Technology advances will dramatically change the way we do performance measurement and performance management (i.e., the use of performance information in  managements) over the next decade in what I call the "third wave" of court performance measurement. Writing in a special issue of Public Administration Review, the Urban Institute's Harry Hatry predicts that over the next decade managers and their staff will have an enormous amount of performance data at their fingertips.  They will be able to drill through various layers of highly aggregated data to disaggregated data, and slice and dice that data at will. Executives, managers and staff will have access to real-time cross-tabulations of outcomes for numerous variables.  For example, service user satisfaction outcome data might be calculated and displayed for various combinations of variables including identity of user (e.g., litigant, witness, juror), case type that brought users to court, gender, race/ethnicity, age, and location.

The ready availability of this enormous amount of performance information changes the way we construct  and use multiple performance measures. A case in point is the development of performance indices. Though not as robust in the United States, the development of governance, accountability and rule of law indices is a crowded field at the international level.

One way to achieve simplicity and yet monitor more than a few measures is to combine multiple measures into a single, simple index. Multiple measures in a "family" of metrics can be assigned weights according to their importance and combined in an index that is an aggregate statistic. Indices are attractive because they make complex information understandable and comparable across time and other places (e.g., courts, divisions, and locations).

The approach of aggregating individual measures to produce a high-level index – and the rating, ranking, shaming and praising that are brought into service by such an index – have sparked a debate pitting those who champion high-level indices against those that dislike them. On one side are the “aggregationists” who find indices attractive for the reasons noted above. On the other side are the “non-aggregationsists” who see risks that indices mask important differences, hide problems of data quality, decrease precision, amplify measurement error, and increase misinterpretation. They see no meaning in an index and find it useless for purposes of reform. (The characterization of this debate as aggregationsist versus non-aggregationsist comes from a July 2008 report to the World justice Project, Developing Indicators to Measure the Rule of Law: A Global Approach, by the Vera Institute who itsellf has weighed in with 60 rule of law indicators.)

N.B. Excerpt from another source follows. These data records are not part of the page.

//! Client settings: CLI → ENV → TOML → default

use dermal_common::config::{default_data_folder, resolve, TomlConfig};
use std::path::PathBuf;
use std::time::Duration;

pub const DEFAULT_SERVER_URL: &str = "http://127.0.0.1:5780";
pub const DEFAULT_LOG_FILTER: &str = "dermal_ui=info";
pub const PAYMENT_TIMEOUT: Duration = Duration::from_secs(30);

#[derive(Debug, Clone, PartialEq)]
pub struct ClientConfig {
    pub server_url: String,
    pub session_file: PathBuf,
}

impl ClientConfig {
    /// `server_url` and `session_file` arrive already merged from CLI and ENV
    pub fn resolve(server_url: Option<String>, session_file: Option<PathBuf>, toml: &TomlConfig) -> Self {
        Self {
            server_url: resolve(
                server_url,
                toml.client.server_url.clone(),
                DEFAULT_SERVER_URL.to_string(),
            ),
            session_file: resolve(
                session_file,
                toml.client.session_file.clone(),
                default_data_folder().join("session.json"),
            ),
        }
    }
}
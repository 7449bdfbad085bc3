//! dermal-ui library interface for testing
//!
//! Client side of the analysis flow: quiz → optional photo → analysis
//! stream → report preview → payment → full report.

pub mod capture;
pub mod config;
pub mod consumer;
pub mod render;
pub mod session;
pub mod transport;

pub use consumer::{AnalysisConsumer, AnalysisOutcome, AnalysisSession, AnalysisView, ConsumerState};
pub use session::{InMemoryStore, JsonFileStore, Session, SessionStore};
pub use transport::{AnalysisTransport, ByteStream, HttpTransport, PaymentClient, TransportError};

Performance dashboards and business intelligence render this debate moot. There's no need to choose sides. Aggregationists and non-aggregationists can live in the same analytical space at the same time. They can move rapidly from a high-level index and drill down to highly disaggregated information, and back again via a different path at will. Performance dashboards are becoming the preferred way organizations – including an increasing number of justice sector institutions -- monitor, analyze, and manage their performance. They are the “face” of business intelligence designed to deliver the right information to the right people at the right time.